Tesco counted the cost of the COVID-19 pandemic as full-year profits fell by a fifth despite “exceptionally strong” sales growth.
Britain’s biggest supermarket group reported pre-tax profits of £825m for the year to 27 February, 19.7% lower than a year earlier even as UK like-for-like sales grew by 7.7% to £39.4bn and online capacity doubled.
That was after Tesco faced COVID-19 costs – including bonuses for staff – totalling £892m and also took a £535m hit on business rates relief handed back to the government.
The headline sales figures also stripped out fuel sales, which were down by £2.8bn, or 38%, as customers “travelled significantly less” due to pandemic restrictions.
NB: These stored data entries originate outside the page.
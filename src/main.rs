mod catalog_file;
mod cli;
mod commands;
mod paths;
mod progress;
mod resource;
mod ui;

use anyhow::Result;
use clap::{CommandFactory, Parser};
use clap_complete::generate;
use cli::{Cli, Command};
use std::io;
use std::process::ExitCode;

/// Global context for the application
pub struct Context {
    pub verbose: u8,
    pub quiet: bool,
}

fn main() -> Result<ExitCode> {
    let cli = Cli::parse();

    // Initialize logging based on verbosity
    let log_level = match cli.verbose {
        0 => log::LevelFilter::Warn,
        1 => log::LevelFilter::Info,
        2 => log::LevelFilter::Debug,
        _ => log::LevelFilter::Trace,
    };

    env_logger::Builder::new()
        .filter_level(if cli.quiet {
            log::LevelFilter::Error
        } else {
            log_level
        })
        .format_timestamp(None)
        .init();

    let ctx = Context {
        verbose: cli.verbose,
        quiet: cli.quiet,
    };

    match cli.command {
        Command::Apply(args) => commands::apply::run(&ctx, args),
        Command::Graph(args) => commands::graph::run(&ctx, args).map(|()| ExitCode::SUCCESS),
        Command::Check(args) => commands::check::run(&ctx, args),
        Command::Completions { shell } => {
            generate(shell, &mut Cli::command(), "steward", &mut io::stdout());
            Ok(ExitCode::SUCCESS)
        }
    }
}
Tesco said it had won customers “from all key competitors” with especially strong sales growth as customers stockpiled at the start of the first national lockdown last spring and again when tighter restrictions were imposed more recently.
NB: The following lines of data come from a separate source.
//! Routing events along graph edges into callbacks

use crate::catalog::Catalog;
use crate::event::{Event, EventStatus};
use crate::reference::ResourceRef;
use crate::status::ResourceStatus;
use depgraph::{DirectedGraph, EdgeLabel, EventName};
use std::collections::{BTreeMap, HashMap};

/// Event name queued when a resource ran at least one callback
pub const RESTARTED: &str = "restarted";

/// Event name queued when a callback was only simulated
pub const NOOP_RESTART: &str = "noop_restart";

/// Collects events and the callbacks they trigger
///
/// Queues are keyed by target and callback, so a callback runs at most once
/// per target however many events or edges asked for it.
#[derive(Debug, Default)]
pub struct EventManager {
    events: Vec<Event>,
    event_queues: HashMap<ResourceRef, BTreeMap<String, Vec<Event>>>,
}

impl EventManager {
    pub fn new() -> Self {
        Self::default()
    }

    /// Every event seen so far
    pub fn events(&self) -> &[Event] {
        &self.events
    }

    /// Record `events` from `source` and queue callbacks on whoever listens
    pub fn queue_events(
        &mut self,
        graph: &DirectedGraph<ResourceRef>,
        catalog: &Catalog,
        source: &ResourceRef,
        events: Vec<Event>,
    ) {
        if events.is_empty() {
            return;
        }
        self.events.extend(events.iter().cloned());

        let mut by_name: BTreeMap<EventName, Vec<Event>> = BTreeMap::new();
        for event in events {
            by_name.entry(event.name.clone()).or_default().push(event);
        }

        let refreshes_itself = catalog
            .resource(source)
            .is_some_and(|resource| resource.self_refresh() && !resource.deleting());

        for (name, group) in by_name {
            for edge in graph.matching_edges(source, &name) {
                let Some(callback) = edge.callback() else {
                    continue;
                };
                let responds = catalog
                    .resource(&edge.target)
                    .is_some_and(|target| target.responds_to(callback));
                if !responds {
                    log::debug!("{}: Not scheduling {callback}, it does not respond to it", edge.target);
                    continue;
                }
                self.queue_events_for_resource(source, &edge.target, callback, group.clone());
            }

            if refreshes_itself {
                self.queue_events_for_resource(source, source, EdgeLabel::REFRESH, group.clone());
            }

            if group.iter().any(|event| event.invalidate_refreshes) {
                self.dequeue_events_for_resource(source, EdgeLabel::REFRESH);
            }
        }
    }

    pub fn queue_events_for_resource(
        &mut self,
        source: &ResourceRef,
        target: &ResourceRef,
        callback: &str,
        events: Vec<Event>,
    ) {
        if source.is_whit() {
            log::debug!("{source}: Scheduling {callback} of {target}");
        } else {
            log::info!("{source}: Scheduling {callback} of {target}");
        }
        self.event_queues
            .entry(target.clone())
            .or_default()
            .entry(callback.to_string())
            .or_default()
            .extend(events);
    }

    /// Callbacks queued on `target`, with the events behind each
    pub fn queued_events(&self, target: &ResourceRef) -> impl Iterator<Item = (&str, &[Event])> {
        self.event_queues
            .get(target)
            .into_iter()
            .flatten()
            .map(|(callback, events)| (callback.as_str(), events.as_slice()))
    }

    pub fn dequeue_events_for_resource(&mut self, target: &ResourceRef, callback: &str) {
        let Some(queues) = self.event_queues.get_mut(target) else {
            return;
        };
        if queues.remove(callback).is_some() {
            log::info!("{target}: Unscheduling {callback} on {target}");
        }
        if queues.is_empty() {
            self.event_queues.remove(target);
        }
    }

    /// Drop everything queued on `target`, e.g. because it is skipped
    pub fn dequeue_all_events_for_resource(&mut self, target: &ResourceRef) {
        if let Some(queues) = self.event_queues.remove(target)
            && !queues.is_empty()
        {
            log::info!("{target}: Unscheduling all events on {target}");
        }
    }

    /// Run the callbacks queued on the resource behind `status`
    pub fn process_events(
        &mut self,
        graph: &DirectedGraph<ResourceRef>,
        catalog: &mut Catalog,
        status: &mut ResourceStatus,
        run_noop: bool,
    ) {
        let reference = status.resource.clone();
        let Some(queues) = self.event_queues.remove(&reference) else {
            return;
        };

        let mut restarted = false;
        for (callback, events) in queues {
            let Some(resource) = catalog.resource_mut(&reference) else {
                continue;
            };
            let count = events.len();
            let all_noop = events.iter().all(|event| event.status == EventStatus::Noop);

            if all_noop || run_noop || resource.meta().noop {
                log::info!("{reference}: Would have triggered '{callback}' from {count} event(s)");
                let event = Event::new(NOOP_RESTART, reference.clone(), EventStatus::Noop, "");
                self.queue_events(graph, catalog, &reference, vec![event]);
                continue;
            }

            match resource.callback(&callback) {
                Ok(()) => {
                    restarted = true;
                    if !resource.is_sentinel() {
                        let message = format!("Triggered '{callback}' from {count} event(s)");
                        log::info!("{reference}: {message}");
                        status.add_event(Event::new(
                            callback.as_str(),
                            reference.clone(),
                            EventStatus::Success,
                            message,
                        ));
                    }
                }
                Err(err) => {
                    let message = format!("Failed to call {callback}: {err:#}");
                    log::error!("{reference}: {message}");
                    status.failed_to_restart = true;
                    status.fail_with_event(message);
                }
            }
        }

        if restarted {
            status.restarted = true;
            let event = Event::new(RESTARTED, reference.clone(), EventStatus::Success, RESTARTED);
            self.queue_events(graph, catalog, &reference, vec![event]);
        }
    }
}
The company said it expected some of the sales gains “to fall away as COVID-19 restrictions ease” in the coming year though forecasts coronavirus costs of just over £200m will take a smaller chunk out of annual profits.
Tesco chief executive Ken Murphy said: “Tesco has shown incredible strength and agility throughout the pandemic.
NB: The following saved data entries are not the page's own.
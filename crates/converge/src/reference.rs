//! Resource references: `Type[title]`

use crate::error::TransactionError;
use serde::{Deserialize, Serialize};
use std::fmt;
use std::str::FromStr;

/// Type name of the sentinel resources standing in for containers
pub const WHIT: &str = "whit";

/// Identity of a resource within a catalog
///
/// The type name is stored lowercase and rendered with each `::` segment
/// capitalized, so `foo::bar` / `x` prints as `Foo::Bar[x]`.
#[derive(Debug, Clone, PartialEq, Eq, Hash, PartialOrd, Ord, Serialize, Deserialize)]
#[serde(try_from = "String", into = "String")]
pub struct ResourceRef {
    type_name: String,
    title: String,
}

impl ResourceRef {
    pub fn new(type_name: impl AsRef<str>, title: impl Into<String>) -> Self {
        Self {
            type_name: type_name.as_ref().to_lowercase(),
            title: title.into(),
        }
    }

    /// Parse `Type[title]`
    pub fn parse(text: &str) -> Result<Self, TransactionError> {
        let invalid = || TransactionError::InvalidReference(text.to_string());
        let open = text.find('[').ok_or_else(invalid)?;
        let inner = text[open + 1..].strip_suffix(']').ok_or_else(invalid)?;
        let type_name = &text[..open];
        if type_name.is_empty() || inner.is_empty() {
            return Err(invalid());
        }
        Ok(Self::new(type_name, inner))
    }

    /// Sentinel that the contents of `container` depend on
    pub fn admissible(container: &Self) -> Self {
        Self::new(WHIT, format!("Admissible_{container}"))
    }

    /// Sentinel that depends on the contents of `container`
    pub fn completed(container: &Self) -> Self {
        Self::new(WHIT, format!("Completed_{container}"))
    }

    pub fn type_name(&self) -> &str {
        &self.type_name
    }

    pub fn title(&self) -> &str {
        &self.title
    }

    pub fn is_whit(&self) -> bool {
        self.type_name == WHIT
    }
}

/// `foo::bar` -> `Foo::Bar`
pub fn capitalize_type(type_name: &str) -> String {
    type_name
        .split("::")
        .map(|segment| {
            let mut chars = segment.chars();
            match chars.next() {
                Some(first) => first.to_uppercase().chain(chars).collect(),
                None => String::new(),
            }
        })
        .collect::<Vec<_>>()
        .join("::")
}

impl fmt::Display for ResourceRef {
    fn fmt(&self, f: &mut fmt::Formatter<'_>) -> fmt::Result {
        write!(f, "{}[{}]", capitalize_type(&self.type_name), self.title)
    }
}

impl FromStr for ResourceRef {
    type Err = TransactionError;

    fn from_str(s: &str) -> Result<Self, Self::Err> {
        Self::parse(s)
    }
}

impl TryFrom<String> for ResourceRef {
    type Error = TransactionError;

    fn try_from(value: String) -> Result<Self, Self::Error> {
        Self::parse(&value)
    }
}

impl From<ResourceRef> for String {
    fn from(reference: ResourceRef) -> Self {
        reference.to_string()
    }
}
“By putting our customers and colleagues first we have built a stronger business.
“I’d like to say a huge thank you to the entire team for rising so selflessly to every challenge they’ve faced.
“Their efforts have been truly heroic.”
Shares fell 3% in early trading.
Tesco and other supermarkets have enjoyed strong sales over the past year, when they have been allowed to remain open throughout lockdowns unlike “non-essential” retailers.
They have also benefited from restaurants and pubs being closed, which means consumers having to eat at home rather than going out.
But costs such as staff sick pay, in-store measures to guard against infections and hiring extra workers have eaten into the store groups’ bottom lines.